There’s a common misconception that only married couples with children need estate plans. In fact, estate planning may be even more important for single people without children. Why? Because for married couples, the law makes certain assumptions about who should make financial or medical decisions on their behalf should they become incapacitated and who should inherit their property if they die.
Who’ll inherit your assets?
It’s critical for single people to execute a will that specifies how, and to whom, their assets should be distributed when they die. Although certain types of assets can pass to your intended recipient(s) through beneficiary designations, absent a will, many types of assets will pass through the laws of intestate succession.
Those laws vary from state to state, but generally they provide for assets to go to the deceased’s spouse or children. For example, the law might provide that if someone dies intestate, half of the estate goes to his or her spouse and half goes to the children. If you’re single with no children, however, these laws set out rules for distributing your assets to your closest relatives, such as your parents or siblings. Or, if you have no living relatives, your assets may go to the state.

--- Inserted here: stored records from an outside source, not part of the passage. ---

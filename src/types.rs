use std::fmt;
use std::path::{Path, PathBuf};

// Conventional split directories of a downloaded dataset snapshot
pub const SPLITS: &[Split] = &[Split::Train, Split::Valid, Split::Test];

/// A partition of the dataset (train/valid/test).
#[derive(Debug, Clone, Copy, PartialEq, Eq, PartialOrd, Ord, Hash)]
pub enum Split {
    Train,
    Valid,
    Test,
}

impl Split {
    pub fn as_str(&self) -> &'static str {
        match self {
            Split::Train => "train",
            Split::Valid => "valid",
            Split::Test => "test",
        }
    }

    /// Directory holding this split's label files under the dataset root.
    pub fn labels_dir(&self, dataset_root: &Path) -> PathBuf {
        dataset_root.join(self.as_str()).join("labels")
    }
}

impl fmt::Display for Split {
    fn fmt(&self, f: &mut fmt::Formatter<'_>) -> fmt::Result {
        f.write_str(self.as_str())
    }
}

/// One detection annotation in YOLO normalized-box convention.
///
/// All geometry fields are fractions of the image dimensions in [0, 1].
#[derive(Debug, Clone, PartialEq)]
pub struct LabelRecord {
    pub filename: String,
    pub split: Split,
    pub class_id: u32,
    pub x_center: f64,
    pub y_center: f64,
    pub width: f64,
    pub height: f64,
}

/// Ordered class-name table loaded from the dataset descriptor.
///
/// Maps an integer class id to its display name. Ids without an entry
/// display as their decimal string form.
#[derive(Debug, Clone, Default)]
pub struct ClassNames {
    names: Vec<String>,
}

impl ClassNames {
    pub fn new(names: Vec<String>) -> Self {
        Self { names }
    }

    pub fn len(&self) -> usize {
        self.names.len()
    }

    pub fn is_empty(&self) -> bool {
        self.names.is_empty()
    }

    pub fn display(&self, class_id: u32) -> String {
        match self.names.get(class_id as usize) {
            Some(name) if !name.is_empty() => name.clone(),
            _ => class_id.to_string(),
        }
    }
}

// Counters gathered while scanning label files
#[derive(Debug, Default, Clone)]
pub struct ScanStats {
    pub files_scanned: usize,
    pub records_parsed: usize,
    pub lines_dropped: usize,
    pub splits_missing: usize,
}

impl ScanStats {
    pub fn new() -> Self {
        Self::default()
    }

    pub fn merge(&mut self, other: &ScanStats) {
        self.files_scanned += other.files_scanned;
        self.records_parsed += other.records_parsed;
        self.lines_dropped += other.lines_dropped;
        self.splits_missing += other.splits_missing;
    }

    pub fn print_summary(&self) {
        log::info!("=== Label Scan Summary ===");
        log::info!("Label files scanned: {}", self.files_scanned);
        log::info!("Records parsed: {}", self.records_parsed);
        if self.lines_dropped > 0 {
            log::warn!("Malformed lines dropped: {}", self.lines_dropped);
        }
        if self.splits_missing > 0 {
            log::warn!("Splits without a labels directory: {}", self.splits_missing);
        }
    }
}
//! Dataset tooling for YOLO defect-detection projects.
//!
//! This library backs a CLI with three independent operations: fetching
//! a versioned dataset snapshot from a hosting service, delegating a
//! training run to an external detection trainer, and rendering a
//! descriptive-statistics report over the downloaded label files.

pub mod config;
pub mod descriptor;
pub mod fetch;
pub mod http;
pub mod labels;
pub mod report;
pub mod stats;
pub mod train;
pub mod types;
pub mod utils;

// Re-export commonly used types and functions
pub use config::{Cli, Command, Device, FetchArgs, ReportArgs, TrainArgs};
pub use descriptor::load_class_names;
pub use fetch::download_dataset;
pub use labels::{parse_label_line, scan_dataset, scan_split};
pub use report::render_report;
pub use train::run_training;
pub use types::{ClassNames, LabelRecord, ScanStats, Split, SPLITS};
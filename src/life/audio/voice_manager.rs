use std::collections::HashMap;

use tracing::{trace, warn};

use crate::core::timebase::Millis;
use crate::life::audio::backend::Backend;
use crate::life::audio::events::{OneShot, SlotId, SynthCommand, VoiceParam};
use crate::life::audio::scheduler::DelayQueue;
use crate::life::particle::ParticleId;

pub const MAX_VOICES: usize = 16;
/// Time between release and freeing a slot's backend resources.
pub const TEARDOWN_DELAY_MS: Millis = 1200.0;
pub const CHORD_STAGGER_MS: Millis = 60.0;

/// Ascending C-major pentatonic-ish ladder; low loss sits at the top.
pub const VOICE_SCALE_HZ: [f32; 13] = [
    130.81, 146.83, 164.81, 196.0, 220.0, 261.63, 293.66, 329.63, 392.0, 440.0, 523.25, 587.33,
    659.25,
];
pub const SPAWN_BLIP_HZ: [f32; 5] = [261.63, 293.66, 329.63, 392.0, 440.0];
pub const CONVERGE_CHORD_HZ: [f32; 3] = [261.63, 329.63, 392.0];

pub const START_VOLUME_DB: f32 = -32.0;
pub const START_MOD_INDEX: f32 = 0.3;
pub const START_FILTER_CUTOFF_HZ: f32 = 1200.0;

const VOLUME_BASE_DB: f32 = -38.0;
const VOLUME_DB_PER_SPEED: f32 = 2.0;
const VOLUME_MAX_BOOST_DB: f32 = 8.0;
const MOD_BASE: f32 = 0.2;
const MOD_PER_GRADIENT: f32 = 0.03;
const MOD_MAX_BOOST: f32 = 0.6;
const CUTOFF_BASE_HZ: f32 = 600.0;
const CUTOFF_HZ_PER_SPEED: f32 = 40.0;
const CUTOFF_MAX_BOOST_HZ: f32 = 400.0;

const PAN_RAMP_SEC: f32 = 0.2;
const FREQ_RAMP_SEC: f32 = 0.3;
const VOLUME_RAMP_SEC: f32 = 0.2;
const MOD_RAMP_SEC: f32 = 0.3;
const CUTOFF_RAMP_SEC: f32 = 0.2;

/// Pan from a horizontal position normalized to [0, 1].
pub fn pan_for(norm_x: f64) -> f32 {
    ((norm_x * 2.0 - 1.0) as f32).clamp(-1.0, 1.0)
}

/// Nearest scale note for a starting voice.
pub fn scale_note_hz(norm_loss: f64) -> f32 {
    let last = VOICE_SCALE_HZ.len() - 1;
    let idx = ((1.0 - norm_loss.clamp(0.0, 1.0)) * last as f64).round() as usize;
    VOICE_SCALE_HZ[idx.min(last)]
}

/// Frequency glided linearly between the two bracketing scale notes.
pub fn interpolated_pitch_hz(norm_loss: f64) -> f32 {
    let last = VOICE_SCALE_HZ.len() - 1;
    let pos = (1.0 - norm_loss.clamp(0.0, 1.0)) * last as f64;
    let low = (pos.floor() as usize).min(last);
    let high = (low + 1).min(last);
    let frac = (pos - low as f64) as f32;
    VOICE_SCALE_HZ[low] * (1.0 - frac) + VOICE_SCALE_HZ[high] * frac
}

pub fn volume_db_for(speed: f64) -> f32 {
    VOLUME_BASE_DB + (speed as f32 * VOLUME_DB_PER_SPEED).min(VOLUME_MAX_BOOST_DB)
}

pub fn mod_index_for(gradient_mag: f64) -> f32 {
    MOD_BASE + (gradient_mag as f32 * MOD_PER_GRADIENT).min(MOD_MAX_BOOST)
}

pub fn cutoff_hz_for(speed: f64) -> f32 {
    CUTOFF_BASE_HZ + (speed as f32 * CUTOFF_HZ_PER_SPEED).min(CUTOFF_MAX_BOOST_HZ)
}

pub fn spawn_blip_hz(norm_y: f64) -> f32 {
    let last = SPAWN_BLIP_HZ.len() - 1;
    let idx = ((1.0 - norm_y.clamp(0.0, 1.0)) * last as f64).floor() as usize;
    SPAWN_BLIP_HZ[idx.min(last)]
}

/// Last values commanded to a voice, so ramps continue from where they were.
#[derive(Debug, Clone, Copy, PartialEq)]
pub struct VoiceParams {
    pub pan: f32,
    pub freq_hz: f32,
    pub volume_db: f32,
    pub mod_index: f32,
}

#[derive(Debug, Clone, Copy)]
struct VoiceEntry {
    slot: SlotId,
    params: VoiceParams,
}

#[derive(Debug, Clone, Copy, PartialEq, Eq)]
enum SlotState {
    Idle,
    Active,
    /// Released, tail still sounding, teardown pending.
    Releasing,
}

/// Each claim bumps `epoch`; a teardown carrying an older epoch is stale.
#[derive(Debug, Clone, Copy)]
struct Slot {
    state: SlotState,
    epoch: u64,
}

#[derive(Debug, Clone, Copy, PartialEq)]
enum Deferred {
    Teardown { slot: SlotId, epoch: u64 },
    Note(OneShot),
}

/// Maps live particles onto a bounded pool of synth voices.
#[derive(Debug)]
pub struct VoiceManager {
    voices: HashMap<ParticleId, VoiceEntry>,
    slots: Vec<Slot>,
    deferred: DelayQueue<Deferred>,
    filter_cutoff_hz: f32,
}

impl Default for VoiceManager {
    fn default() -> Self {
        Self::new()
    }
}

impl VoiceManager {
    pub fn new() -> Self {
        Self::with_capacity(MAX_VOICES)
    }

    pub fn with_capacity(capacity: usize) -> Self {
        Self {
            voices: HashMap::with_capacity(capacity),
            slots: vec![
                Slot {
                    state: SlotState::Idle,
                    epoch: 0,
                };
                capacity
            ],
            deferred: DelayQueue::new(),
            filter_cutoff_hz: START_FILTER_CUTOFF_HZ,
        }
    }

    pub fn capacity(&self) -> usize {
        self.slots.len()
    }

    pub fn active_count(&self) -> usize {
        self.voices.len()
    }

    pub fn has_voice(&self, id: ParticleId) -> bool {
        self.voices.contains_key(&id)
    }

    pub fn params(&self, id: ParticleId) -> Option<VoiceParams> {
        self.voices.get(&id).map(|v| v.params)
    }

    pub fn slot_of(&self, id: ParticleId) -> Option<SlotId> {
        self.voices.get(&id).map(|v| v.slot)
    }

    /// Target of the shared low-pass, as last written by any voice.
    pub fn filter_cutoff_hz(&self) -> f32 {
        self.filter_cutoff_hz
    }

    pub fn pending_teardowns(&self) -> usize {
        self.deferred
            .iter()
            .filter(|d| matches!(d, Deferred::Teardown { .. }))
            .count()
    }

    pub fn pending_notes(&self) -> usize {
        self.deferred
            .iter()
            .filter(|d| matches!(d, Deferred::Note(_)))
            .count()
    }

    /// Prefer slots whose tail has finished; fall back to one still releasing.
    fn free_slot(&self) -> Option<SlotId> {
        self.slots
            .iter()
            .position(|s| s.state == SlotState::Idle)
            .or_else(|| {
                self.slots
                    .iter()
                    .position(|s| s.state == SlotState::Releasing)
            })
    }

    /// Claim a voice for `id`. No-op returning false when the backend is not
    /// ready, the pool is full, or `id` already sounds.
    pub fn start_voice<B: Backend + ?Sized>(
        &mut self,
        backend: &mut B,
        id: ParticleId,
        norm_x: f64,
        norm_loss: f64,
    ) -> bool {
        if !backend.is_ready() || self.voices.len() >= self.capacity() || self.voices.contains_key(&id)
        {
            return false;
        }
        let Some(slot) = self.free_slot() else {
            return false;
        };

        let params = VoiceParams {
            pan: pan_for(norm_x),
            freq_hz: scale_note_hz(norm_loss),
            volume_db: START_VOLUME_DB,
            mod_index: START_MOD_INDEX,
        };
        let cmd = SynthCommand::StartVoice {
            slot,
            freq_hz: params.freq_hz,
            pan: params.pan,
            volume_db: params.volume_db,
            mod_index: params.mod_index,
        };
        if let Err(err) = backend.submit(cmd) {
            warn!("start_voice: particle {id} slot {slot}: {err}");
            return false;
        }

        let s = &mut self.slots[slot];
        s.state = SlotState::Active;
        s.epoch += 1;
        self.voices.insert(id, VoiceEntry { slot, params });
        true
    }

    /// Ramp every mapped parameter toward the particle's current state.
    pub fn update_voice<B: Backend + ?Sized>(
        &mut self,
        backend: &mut B,
        id: ParticleId,
        norm_x: f64,
        norm_loss: f64,
        speed: f64,
        gradient_mag: f64,
    ) {
        let Some(entry) = self.voices.get_mut(&id) else {
            return;
        };
        if !backend.is_ready() {
            return;
        }
        let slot = entry.slot;
        let target = VoiceParams {
            pan: pan_for(norm_x),
            freq_hz: interpolated_pitch_hz(norm_loss),
            volume_db: volume_db_for(speed),
            mod_index: mod_index_for(gradient_mag),
        };
        let ramps = [
            (VoiceParam::Pan, target.pan, PAN_RAMP_SEC),
            (VoiceParam::FrequencyHz, target.freq_hz, FREQ_RAMP_SEC),
            (VoiceParam::VolumeDb, target.volume_db, VOLUME_RAMP_SEC),
            (VoiceParam::ModulationIndex, target.mod_index, MOD_RAMP_SEC),
        ];
        for (param, value, ramp_sec) in ramps {
            let cmd = SynthCommand::RampVoice {
                slot,
                param,
                target: value,
                ramp_sec,
            };
            if let Err(err) = backend.submit(cmd) {
                trace!("update_voice: particle {id} {param:?}: {err}");
            }
        }
        entry.params = target;

        // One low-pass for the whole ensemble: last writer wins.
        self.filter_cutoff_hz = cutoff_hz_for(speed);
        let cmd = SynthCommand::RampFilterCutoff {
            target_hz: self.filter_cutoff_hz,
            ramp_sec: CUTOFF_RAMP_SEC,
        };
        if let Err(err) = backend.submit(cmd) {
            trace!("update_voice: filter cutoff: {err}");
        }
    }

    /// Release `id`'s voice now and free its slot after the release tail.
    /// The id leaves the table immediately; a second call is a no-op.
    ///
    /// The bookkeeping runs even when the backend is not ready, so the id
    /// can be given a voice again and the slot is still reclaimed; only the
    /// release command is skipped.
    pub fn stop_voice<B: Backend + ?Sized>(
        &mut self,
        backend: &mut B,
        id: ParticleId,
        now_ms: Millis,
    ) {
        let Some(entry) = self.voices.remove(&id) else {
            return;
        };
        self.release_slot(backend, entry.slot, now_ms);
    }

    /// Release every voice and empty the table.
    pub fn stop_all<B: Backend + ?Sized>(&mut self, backend: &mut B, now_ms: Millis) {
        let mut slots: Vec<SlotId> = self.voices.drain().map(|(_, v)| v.slot).collect();
        slots.sort_unstable();
        for slot in slots {
            self.release_slot(backend, slot, now_ms);
        }
    }

    fn release_slot<B: Backend + ?Sized>(&mut self, backend: &mut B, slot: SlotId, now_ms: Millis) {
        let s = &mut self.slots[slot];
        s.state = SlotState::Releasing;
        let epoch = s.epoch;
        if backend.is_ready() {
            if let Err(err) = backend.submit(SynthCommand::ReleaseVoice { slot }) {
                warn!("release slot {slot}: {err}");
            }
        }
        self.deferred
            .schedule(now_ms + TEARDOWN_DELAY_MS, Deferred::Teardown { slot, epoch });
    }

    /// Short blip pitched by where the spawn happened (top = high).
    pub fn play_spawn_blip<B: Backend + ?Sized>(&mut self, backend: &mut B, norm_y: f64) {
        if !backend.is_ready() {
            return;
        }
        let cmd = SynthCommand::Trigger(OneShot::SpawnBlip {
            freq_hz: spawn_blip_hz(norm_y),
        });
        if let Err(err) = backend.submit(cmd) {
            trace!("spawn blip: {err}");
        }
    }

    /// Arpeggiated resolving chord; the first note sounds now.
    pub fn play_converge_chord<B: Backend + ?Sized>(&mut self, backend: &mut B, now_ms: Millis) {
        if !backend.is_ready() {
            return;
        }
        for (i, &freq_hz) in CONVERGE_CHORD_HZ.iter().enumerate() {
            let note = OneShot::ConvergeNote { freq_hz };
            if i == 0 {
                if let Err(err) = backend.submit(SynthCommand::Trigger(note)) {
                    trace!("converge chord: {err}");
                }
            } else {
                self.deferred
                    .schedule(now_ms + i as f64 * CHORD_STAGGER_MS, Deferred::Note(note));
            }
        }
    }

    /// Run deferred work that has come due. Teardown failures are logged and
    /// dropped; a teardown whose slot was reclaimed since is skipped.
    pub fn pump<B: Backend + ?Sized>(&mut self, backend: &mut B, now_ms: Millis) {
        while let Some(task) = self.deferred.pop_due(now_ms) {
            match task {
                Deferred::Teardown { slot, epoch } => {
                    let s = self.slots[slot];
                    if s.epoch != epoch || s.state != SlotState::Releasing {
                        trace!("slot {slot}: stale teardown (epoch {epoch}, now {})", s.epoch);
                        continue;
                    }
                    if backend.is_ready() {
                        if let Err(err) = backend.submit(SynthCommand::DisposeVoice { slot }) {
                            warn!("dispose slot {slot}: {err}");
                        }
                    }
                    self.slots[slot].state = SlotState::Idle;
                }
                Deferred::Note(note) => {
                    if !backend.is_ready() {
                        continue;
                    }
                    if let Err(err) = backend.submit(SynthCommand::Trigger(note)) {
                        trace!("deferred note: {err}");
                    }
                }
            }
        }
    }
}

By preparing a will, you can ensure that your assets are distributed according to your wishes, whether to family, friends or charitable organizations.
Who’ll make financial decisions on your behalf?
It’s a good idea to sign a durable power of attorney. This document appoints someone you trust to manage your investments, pay your bills, file your tax returns and otherwise make financial decisions should you become incapacitated.
Although the law varies from state to state, typically, without a power of attorney, a court would have to appoint someone to make these decisions on your behalf. Not only will you have no say in who the court appoints, but the process can be costly and time consuming.
Who’ll make medical decisions on your behalf?
You should prepare a living will, a health care directive (also known as a medical power of attorney), or both to ensure that your wishes regarding medical care — particularly resuscitation and other extreme lifesaving measures — are carried out in the event you’re incapacitated. These documents can also appoint someone you trust to make medical decisions that aren’t expressly addressed.
Absent such instructions, the laws in some states allow a spouse, children or other “surrogates” to make these decisions. In the absence of a suitable surrogate, or in states without such laws, medical decisions are generally left to the judgment of health care professionals or court-appointed guardians.